In an update to fans on Friday, the festival explained that the mayor of Boom – the town near Antwerp where Tomorrowland has taken place since 2005 – is of the opinion that events of more than 400 people are illegal until ministers publish details of the decree permitting large open-air events, first announced earlier this month. As a result, the local authority has “decided that the 16th edition of Tomorrowland cannot take place in 2021”, reads the Tomorrowland announcement.
The shock announcement hit the festival team “very hard, like a sledgehammer”, they say in a Dutch-language statement, and would have a devastating impact on the thousands of employees, freelancers and suppliers of the 70,000-capacity festival.
“We are very surprised and puzzled by these contradictory messages from our governments,” continues the statement. “In the next few days we will explore all possible options and try to obtain some clarity for our visitors and suppliers.”
Jeroen Baert, the mayor of Boom, says in a press release that “although the epidemiological situation is improving, the organisation of large events would still entail too high risks”, noting that neighbouring countries still have “stricter conditions” on festivals.
At a regional level, politicians in Flanders are pushing hard for the ban to be overturned, with Flemish deputy prime minister Bart Somers saying he intends to meet with the mayors of Boom and nearby Rumst to find a way forward for the festival – though the decision ultimately rests with local councillors.
“If Pukkelpop can go ahead, I am convinced that we can also organise Tomorrowland”
“Of course it falls under the powers and local autonomy of our cities and municipalities to decide for themselves whether certain events can take place on their territory, but the Flemish government has campaigned for festivals to be possible again this summer,” says Somers.
“This sector has suffered greatly from the coronavirus crisis and we have supported them with financial resources to help them get through it, but from 13 August it should be possible to organise larger festivals again. If Pukkelpop can go ahead, I am convinced that we can also organise Tomorrowland.”
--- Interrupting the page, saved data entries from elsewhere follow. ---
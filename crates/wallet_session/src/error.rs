//! Session error types

use thiserror::Error;

#[derive(Error, Debug)]
pub enum SessionError {
    #[error("No wallet available")]
    NoWallet,

    #[error("Nonce request failed: {0}")]
    NonceRequest(String),

    #[error("Signature request failed: {0}")]
    Signature(String),

    #[error("Verification failed: {0}")]
    Verification(String),

    #[error("Server error ({status}): {message}")]
    Server { status: u16, message: String },

    #[error("Network error: {0}")]
    Network(String),

    #[error("Serialization error: {0}")]
    Serialization(#[from] serde_json::Error),

    #[error("IO error: {0}")]
    Io(#[from] std::io::Error),
}

impl From<reqwest_middleware::Error> for SessionError {
    fn from(err: reqwest_middleware::Error) -> Self {
        SessionError::Network(err.to_string())
    }
}

impl From<reqwest::Error> for SessionError {
    fn from(err: reqwest::Error) -> Self {
        SessionError::Network(err.to_string())
    }
}

impl SessionError {
    /// True when the failure means "could not reach the server", as
    /// opposed to the server rejecting us. Session validation treats
    /// the former as advisory and keeps local state.
    pub fn is_network(&self) -> bool {
        matches!(self, SessionError::Network(_))
    }
}

pub type Result<T> = std::result::Result<T, SessionError>;

#[cfg(test)]
mod tests {
    use super::*;

    #[test]
    fn only_transport_failures_count_as_network() {
        assert!(SessionError::Network("refused".into()).is_network());
        assert!(!SessionError::Server {
            status: 401,
            message: "expired".into(),
        }
        .is_network());
        assert!(!SessionError::NoWallet.is_network());
    }
}
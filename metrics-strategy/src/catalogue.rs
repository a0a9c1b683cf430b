//! The catalogue that registered metrics are claimed in.
use std::sync::{Arc, Weak};

use indexmap::IndexMap;
use parking_lot::RwLock;
use tracing::{debug, warn};

use crate::common::{Descriptor, Error};
use crate::instrument::{Collector, MetricFamily};

/// A place metrics can be registered with.
///
/// This is the only outward call the registration engine makes. Implementations decide what
/// counts as a duplicate; they must claim names atomically if they are shared across threads.
pub trait Registerer {
    /// Registers the given collector.
    ///
    /// ## Errors
    ///
    /// Returns [`Error::DuplicateMetric`] if the collector's name has already been claimed.
    fn register(&self, collector: Arc<dyn Collector>) -> Result<(), Error>;
}

struct Entry {
    descriptor: Descriptor,
    collector: Weak<dyn Collector>,
}

/// An in-memory catalogue of registered metrics.
///
/// Metrics are keyed by their fully-qualified name, compared case-sensitively. Any attempt to
/// register a name that is already claimed fails, regardless of kind, help text or labels.
///
/// The catalogue never owns the metrics registered in it: it holds weak references, and metrics
/// that have been dropped are skipped when gathering. Their names stay claimed.
///
/// Typically one catalogue is created at process start and shared with everything that registers
/// metrics. Tests create a fresh one per test.
#[derive(Default)]
pub struct Catalogue {
    entries: RwLock<IndexMap<String, Entry>>,
}

impl Catalogue {
    /// Creates an empty [`Catalogue`].
    pub fn new() -> Catalogue {
        Catalogue::default()
    }

    /// Returns `true` if the given fully-qualified name has been claimed.
    pub fn contains(&self, fq_name: &str) -> bool {
        self.entries.read().contains_key(fq_name)
    }

    /// Gets the number of claimed names.
    pub fn len(&self) -> usize {
        self.entries.read().len()
    }

    /// Returns `true` if nothing has been registered.
    pub fn is_empty(&self) -> bool {
        self.entries.read().is_empty()
    }

    /// Gets the descriptors of every registered metric, in registration order.
    pub fn descriptors(&self) -> Vec<Descriptor> {
        self.entries.read().values().map(|entry| entry.descriptor.clone()).collect()
    }

    /// Collects every registered metric that is still alive, in registration order.
    pub fn gather(&self) -> Vec<MetricFamily> {
        self.entries
            .read()
            .values()
            .filter_map(|entry| entry.collector.upgrade())
            .map(|collector| collector.collect())
            .collect()
    }
}

impl Registerer for Catalogue {
    fn register(&self, collector: Arc<dyn Collector>) -> Result<(), Error> {
        let descriptor = collector.descriptor().clone();
        let fq_name = descriptor.fq_name();

        let mut entries = self.entries.write();
        if entries.contains_key(&fq_name) {
            warn!(metric = %fq_name, "metric is already registered");
            return Err(Error::DuplicateMetric { name: fq_name });
        }

        debug!(metric = %fq_name, kind = %descriptor.kind(), "registered metric");
        let collector = Arc::downgrade(&collector);
        entries.insert(fq_name, Entry { descriptor, collector });

        Ok(())
    }
}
Tomorrowland is scheduled across two weekends on 27–29 August and 3–5 September. Pukkelpop (66,000-cap.), which takes place from 19 to 22 August, is still very much still on, with organisers releasing the following statement: “In regard of the news about Tomorrowland, we would like to reassure our festivalgoers. The safety protocols and legal structures will become clear in the coming weeks. A special task force under government guidance is overseeing preparations for August.
“Pukkelpop and the city of Hasselt have been close partners for years, so it goes without saying that we are in continuous dialogue to make the festival a safe environment.”
Along with Serbia’s Exit Festival and a handful of UK events, the Flemish festivals are some of the only major music festivals to be going ahead in Europe this summer. Tomorrowland has been sold out since 2020, while Pukkelpop has sold 70% of its four-day passes, with only Belgians currently able to buy tickets. The international sale starts on 1 July.